EXERCISE DESCRIPTION
Would you copy every line of the listing below that includes the word "source"?
[Start of section]
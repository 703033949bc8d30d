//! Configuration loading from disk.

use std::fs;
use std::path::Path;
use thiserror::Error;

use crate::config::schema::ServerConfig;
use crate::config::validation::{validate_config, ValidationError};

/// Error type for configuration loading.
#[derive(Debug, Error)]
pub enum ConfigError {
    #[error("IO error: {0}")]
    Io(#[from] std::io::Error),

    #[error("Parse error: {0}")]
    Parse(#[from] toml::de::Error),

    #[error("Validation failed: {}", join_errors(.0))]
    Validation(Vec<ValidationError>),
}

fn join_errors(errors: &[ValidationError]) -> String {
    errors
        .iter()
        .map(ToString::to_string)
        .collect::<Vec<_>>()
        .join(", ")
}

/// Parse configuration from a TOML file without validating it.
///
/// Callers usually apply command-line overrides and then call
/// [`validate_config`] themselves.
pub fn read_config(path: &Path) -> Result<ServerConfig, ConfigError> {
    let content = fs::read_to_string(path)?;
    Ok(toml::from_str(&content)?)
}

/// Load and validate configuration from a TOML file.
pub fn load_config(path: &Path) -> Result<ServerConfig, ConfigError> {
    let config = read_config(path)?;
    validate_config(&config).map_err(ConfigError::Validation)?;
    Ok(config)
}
[End of section]
[Start of section]
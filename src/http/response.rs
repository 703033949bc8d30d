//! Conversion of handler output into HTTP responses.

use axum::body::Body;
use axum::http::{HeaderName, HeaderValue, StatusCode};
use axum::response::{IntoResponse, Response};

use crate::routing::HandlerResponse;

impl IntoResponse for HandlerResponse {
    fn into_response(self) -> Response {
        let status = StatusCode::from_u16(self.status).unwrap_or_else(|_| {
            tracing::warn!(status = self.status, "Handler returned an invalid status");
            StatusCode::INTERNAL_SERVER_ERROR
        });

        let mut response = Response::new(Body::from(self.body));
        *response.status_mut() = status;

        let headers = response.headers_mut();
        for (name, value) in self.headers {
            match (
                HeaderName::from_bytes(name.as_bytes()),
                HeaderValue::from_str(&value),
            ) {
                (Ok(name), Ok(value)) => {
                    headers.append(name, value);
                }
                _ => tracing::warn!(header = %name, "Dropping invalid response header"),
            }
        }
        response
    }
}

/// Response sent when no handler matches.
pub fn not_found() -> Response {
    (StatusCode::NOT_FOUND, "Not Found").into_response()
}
[End of section]
[Start of section]
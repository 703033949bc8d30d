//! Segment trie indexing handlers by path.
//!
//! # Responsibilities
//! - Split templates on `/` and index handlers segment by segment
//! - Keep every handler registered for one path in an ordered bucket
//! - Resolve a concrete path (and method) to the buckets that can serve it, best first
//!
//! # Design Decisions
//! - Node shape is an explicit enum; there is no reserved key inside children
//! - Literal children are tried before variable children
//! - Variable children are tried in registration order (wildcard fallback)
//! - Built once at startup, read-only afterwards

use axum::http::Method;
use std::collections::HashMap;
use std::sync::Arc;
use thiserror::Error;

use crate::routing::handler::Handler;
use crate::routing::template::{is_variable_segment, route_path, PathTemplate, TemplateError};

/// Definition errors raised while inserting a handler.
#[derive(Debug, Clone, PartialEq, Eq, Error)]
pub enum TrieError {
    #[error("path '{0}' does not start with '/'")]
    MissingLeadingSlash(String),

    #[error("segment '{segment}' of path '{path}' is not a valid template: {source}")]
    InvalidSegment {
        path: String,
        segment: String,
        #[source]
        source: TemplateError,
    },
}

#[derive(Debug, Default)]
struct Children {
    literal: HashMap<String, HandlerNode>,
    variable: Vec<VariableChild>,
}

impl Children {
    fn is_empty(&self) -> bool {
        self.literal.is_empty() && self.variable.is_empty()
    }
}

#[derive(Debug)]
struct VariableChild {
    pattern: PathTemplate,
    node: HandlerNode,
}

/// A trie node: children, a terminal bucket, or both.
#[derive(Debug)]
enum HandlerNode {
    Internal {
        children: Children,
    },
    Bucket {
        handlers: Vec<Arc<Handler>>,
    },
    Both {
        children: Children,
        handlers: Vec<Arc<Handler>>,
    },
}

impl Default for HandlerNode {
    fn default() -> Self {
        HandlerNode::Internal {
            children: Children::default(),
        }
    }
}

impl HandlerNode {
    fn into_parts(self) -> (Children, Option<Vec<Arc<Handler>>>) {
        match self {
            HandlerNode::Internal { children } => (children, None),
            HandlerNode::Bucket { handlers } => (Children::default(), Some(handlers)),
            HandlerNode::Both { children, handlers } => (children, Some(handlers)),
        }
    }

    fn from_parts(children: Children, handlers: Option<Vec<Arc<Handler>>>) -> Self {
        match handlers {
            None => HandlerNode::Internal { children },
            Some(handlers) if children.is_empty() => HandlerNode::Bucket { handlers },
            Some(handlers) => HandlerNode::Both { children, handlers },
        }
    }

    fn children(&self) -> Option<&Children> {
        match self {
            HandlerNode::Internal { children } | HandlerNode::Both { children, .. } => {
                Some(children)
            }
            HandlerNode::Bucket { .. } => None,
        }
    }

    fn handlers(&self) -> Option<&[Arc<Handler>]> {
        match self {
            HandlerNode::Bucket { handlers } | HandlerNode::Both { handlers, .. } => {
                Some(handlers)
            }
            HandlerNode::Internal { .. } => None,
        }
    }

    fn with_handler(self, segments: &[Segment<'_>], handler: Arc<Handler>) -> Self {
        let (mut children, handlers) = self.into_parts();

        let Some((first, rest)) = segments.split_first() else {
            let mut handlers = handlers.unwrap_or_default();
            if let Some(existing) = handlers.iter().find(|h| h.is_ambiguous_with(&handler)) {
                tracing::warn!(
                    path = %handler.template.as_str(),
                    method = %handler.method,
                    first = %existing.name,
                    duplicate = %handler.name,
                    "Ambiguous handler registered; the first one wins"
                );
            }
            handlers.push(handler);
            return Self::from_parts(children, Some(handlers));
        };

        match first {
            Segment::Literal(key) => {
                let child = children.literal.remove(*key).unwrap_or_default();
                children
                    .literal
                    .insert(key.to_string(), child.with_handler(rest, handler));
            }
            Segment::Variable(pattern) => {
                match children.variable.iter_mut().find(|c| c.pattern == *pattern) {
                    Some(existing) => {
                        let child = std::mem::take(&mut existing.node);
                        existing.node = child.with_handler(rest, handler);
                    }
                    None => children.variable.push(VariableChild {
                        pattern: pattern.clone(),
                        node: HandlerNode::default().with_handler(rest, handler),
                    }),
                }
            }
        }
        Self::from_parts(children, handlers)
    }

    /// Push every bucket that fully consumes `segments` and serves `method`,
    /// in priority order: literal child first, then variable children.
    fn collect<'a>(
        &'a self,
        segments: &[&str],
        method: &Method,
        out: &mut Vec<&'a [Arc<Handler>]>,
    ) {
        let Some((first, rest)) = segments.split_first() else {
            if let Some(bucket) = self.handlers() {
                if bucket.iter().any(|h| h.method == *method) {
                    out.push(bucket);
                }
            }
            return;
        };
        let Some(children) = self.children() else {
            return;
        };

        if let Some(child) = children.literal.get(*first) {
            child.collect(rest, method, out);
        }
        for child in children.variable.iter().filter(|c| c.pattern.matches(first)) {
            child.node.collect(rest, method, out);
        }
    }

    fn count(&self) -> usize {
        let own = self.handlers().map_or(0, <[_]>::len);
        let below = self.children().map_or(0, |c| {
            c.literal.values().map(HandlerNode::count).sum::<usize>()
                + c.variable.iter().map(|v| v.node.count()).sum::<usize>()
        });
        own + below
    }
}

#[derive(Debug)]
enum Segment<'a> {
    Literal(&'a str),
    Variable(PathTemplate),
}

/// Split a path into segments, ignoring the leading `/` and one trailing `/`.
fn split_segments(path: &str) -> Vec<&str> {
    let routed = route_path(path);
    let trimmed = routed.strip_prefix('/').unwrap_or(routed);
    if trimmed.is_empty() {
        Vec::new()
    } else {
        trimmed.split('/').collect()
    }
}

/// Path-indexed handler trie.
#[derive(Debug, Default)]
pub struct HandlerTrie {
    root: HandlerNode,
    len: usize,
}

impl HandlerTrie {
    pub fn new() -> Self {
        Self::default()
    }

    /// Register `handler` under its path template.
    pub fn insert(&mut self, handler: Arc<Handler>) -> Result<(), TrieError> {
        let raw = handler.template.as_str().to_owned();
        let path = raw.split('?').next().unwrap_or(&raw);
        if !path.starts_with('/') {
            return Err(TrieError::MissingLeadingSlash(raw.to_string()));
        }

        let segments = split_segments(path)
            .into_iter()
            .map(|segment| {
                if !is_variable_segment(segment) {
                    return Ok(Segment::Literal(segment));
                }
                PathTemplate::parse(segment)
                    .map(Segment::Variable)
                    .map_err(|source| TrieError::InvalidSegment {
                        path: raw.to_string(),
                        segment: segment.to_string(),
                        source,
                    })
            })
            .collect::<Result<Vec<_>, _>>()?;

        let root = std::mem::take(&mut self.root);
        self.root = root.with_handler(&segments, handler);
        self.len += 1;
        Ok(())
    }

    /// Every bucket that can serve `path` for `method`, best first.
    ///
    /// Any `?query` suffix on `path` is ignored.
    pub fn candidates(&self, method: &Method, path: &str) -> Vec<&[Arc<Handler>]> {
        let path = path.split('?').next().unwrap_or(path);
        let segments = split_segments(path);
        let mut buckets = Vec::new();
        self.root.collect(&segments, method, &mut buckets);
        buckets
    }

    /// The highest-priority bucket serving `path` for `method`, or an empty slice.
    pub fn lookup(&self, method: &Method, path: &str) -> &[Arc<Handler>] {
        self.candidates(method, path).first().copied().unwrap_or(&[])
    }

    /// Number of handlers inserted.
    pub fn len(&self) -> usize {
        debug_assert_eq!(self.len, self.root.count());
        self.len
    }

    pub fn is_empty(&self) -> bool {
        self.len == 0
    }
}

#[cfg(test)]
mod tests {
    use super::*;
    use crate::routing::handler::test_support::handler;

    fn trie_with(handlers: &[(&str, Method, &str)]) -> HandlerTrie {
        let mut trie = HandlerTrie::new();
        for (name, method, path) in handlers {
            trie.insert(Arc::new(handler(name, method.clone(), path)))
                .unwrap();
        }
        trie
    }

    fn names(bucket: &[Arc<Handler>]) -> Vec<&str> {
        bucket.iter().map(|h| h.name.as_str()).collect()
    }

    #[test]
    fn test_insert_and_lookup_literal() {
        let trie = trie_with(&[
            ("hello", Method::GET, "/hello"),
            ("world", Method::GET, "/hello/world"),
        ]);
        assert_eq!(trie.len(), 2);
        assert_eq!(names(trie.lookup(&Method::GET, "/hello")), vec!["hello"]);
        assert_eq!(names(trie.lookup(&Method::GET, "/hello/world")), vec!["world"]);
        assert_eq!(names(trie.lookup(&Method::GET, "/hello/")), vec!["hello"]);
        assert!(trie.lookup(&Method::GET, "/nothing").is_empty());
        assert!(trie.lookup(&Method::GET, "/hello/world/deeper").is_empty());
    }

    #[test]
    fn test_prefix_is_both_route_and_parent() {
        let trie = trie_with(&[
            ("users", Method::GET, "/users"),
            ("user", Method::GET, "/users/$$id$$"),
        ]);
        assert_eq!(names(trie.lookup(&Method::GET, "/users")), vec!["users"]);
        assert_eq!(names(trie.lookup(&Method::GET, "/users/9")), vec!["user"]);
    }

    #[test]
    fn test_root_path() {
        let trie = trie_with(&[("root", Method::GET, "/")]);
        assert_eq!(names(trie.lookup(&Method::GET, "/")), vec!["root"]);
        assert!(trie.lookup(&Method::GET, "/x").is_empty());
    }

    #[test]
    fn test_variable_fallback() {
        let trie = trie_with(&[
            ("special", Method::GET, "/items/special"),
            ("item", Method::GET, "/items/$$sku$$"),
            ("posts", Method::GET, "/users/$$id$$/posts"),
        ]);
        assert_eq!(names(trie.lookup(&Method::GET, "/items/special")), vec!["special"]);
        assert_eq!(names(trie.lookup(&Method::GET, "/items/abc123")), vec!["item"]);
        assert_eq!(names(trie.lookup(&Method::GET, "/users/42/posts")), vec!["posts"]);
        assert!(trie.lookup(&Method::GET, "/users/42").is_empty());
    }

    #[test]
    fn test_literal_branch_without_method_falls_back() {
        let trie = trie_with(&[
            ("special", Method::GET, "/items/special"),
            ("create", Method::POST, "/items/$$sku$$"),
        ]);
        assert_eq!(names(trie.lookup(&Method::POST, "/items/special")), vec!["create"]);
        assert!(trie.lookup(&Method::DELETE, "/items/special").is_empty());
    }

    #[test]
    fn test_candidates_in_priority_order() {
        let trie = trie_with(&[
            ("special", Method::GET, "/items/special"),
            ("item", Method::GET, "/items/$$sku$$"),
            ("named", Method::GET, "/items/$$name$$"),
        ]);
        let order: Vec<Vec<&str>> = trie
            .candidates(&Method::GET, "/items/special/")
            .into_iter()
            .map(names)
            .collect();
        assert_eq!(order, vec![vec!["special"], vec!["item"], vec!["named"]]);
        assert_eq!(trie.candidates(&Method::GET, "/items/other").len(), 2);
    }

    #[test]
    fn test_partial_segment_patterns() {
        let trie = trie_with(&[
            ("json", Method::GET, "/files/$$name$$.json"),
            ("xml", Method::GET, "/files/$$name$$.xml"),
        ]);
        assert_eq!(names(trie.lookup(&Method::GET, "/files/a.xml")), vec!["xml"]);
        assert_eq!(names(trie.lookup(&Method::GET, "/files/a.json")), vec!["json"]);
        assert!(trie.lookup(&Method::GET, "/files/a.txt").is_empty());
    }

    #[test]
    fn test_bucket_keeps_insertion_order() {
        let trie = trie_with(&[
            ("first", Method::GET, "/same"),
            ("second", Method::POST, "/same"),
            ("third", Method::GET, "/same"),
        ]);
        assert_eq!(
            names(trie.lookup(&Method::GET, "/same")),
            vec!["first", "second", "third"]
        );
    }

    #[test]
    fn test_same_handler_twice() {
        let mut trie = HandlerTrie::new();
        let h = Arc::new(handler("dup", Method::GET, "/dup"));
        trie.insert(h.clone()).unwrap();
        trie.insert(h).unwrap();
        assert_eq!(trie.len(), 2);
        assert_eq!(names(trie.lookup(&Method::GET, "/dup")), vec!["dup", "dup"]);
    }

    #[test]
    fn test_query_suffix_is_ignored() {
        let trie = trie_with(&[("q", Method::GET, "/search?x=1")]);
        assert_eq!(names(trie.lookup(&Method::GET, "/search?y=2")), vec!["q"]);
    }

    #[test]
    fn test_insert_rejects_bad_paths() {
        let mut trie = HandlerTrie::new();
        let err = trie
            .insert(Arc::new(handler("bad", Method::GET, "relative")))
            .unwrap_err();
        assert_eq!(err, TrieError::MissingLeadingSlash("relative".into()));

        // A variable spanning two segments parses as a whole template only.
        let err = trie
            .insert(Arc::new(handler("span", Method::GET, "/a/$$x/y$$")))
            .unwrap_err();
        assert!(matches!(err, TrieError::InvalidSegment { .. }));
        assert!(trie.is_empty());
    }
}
[End of section]
ANSWER TO THE EXERCISE
    #[error("segment '{segment}' of path '{path}' is not a valid template: {source}")]
        #[source]
        source: TemplateError,
                    .map_err(|source| TrieError::InvalidSegment {
                        source,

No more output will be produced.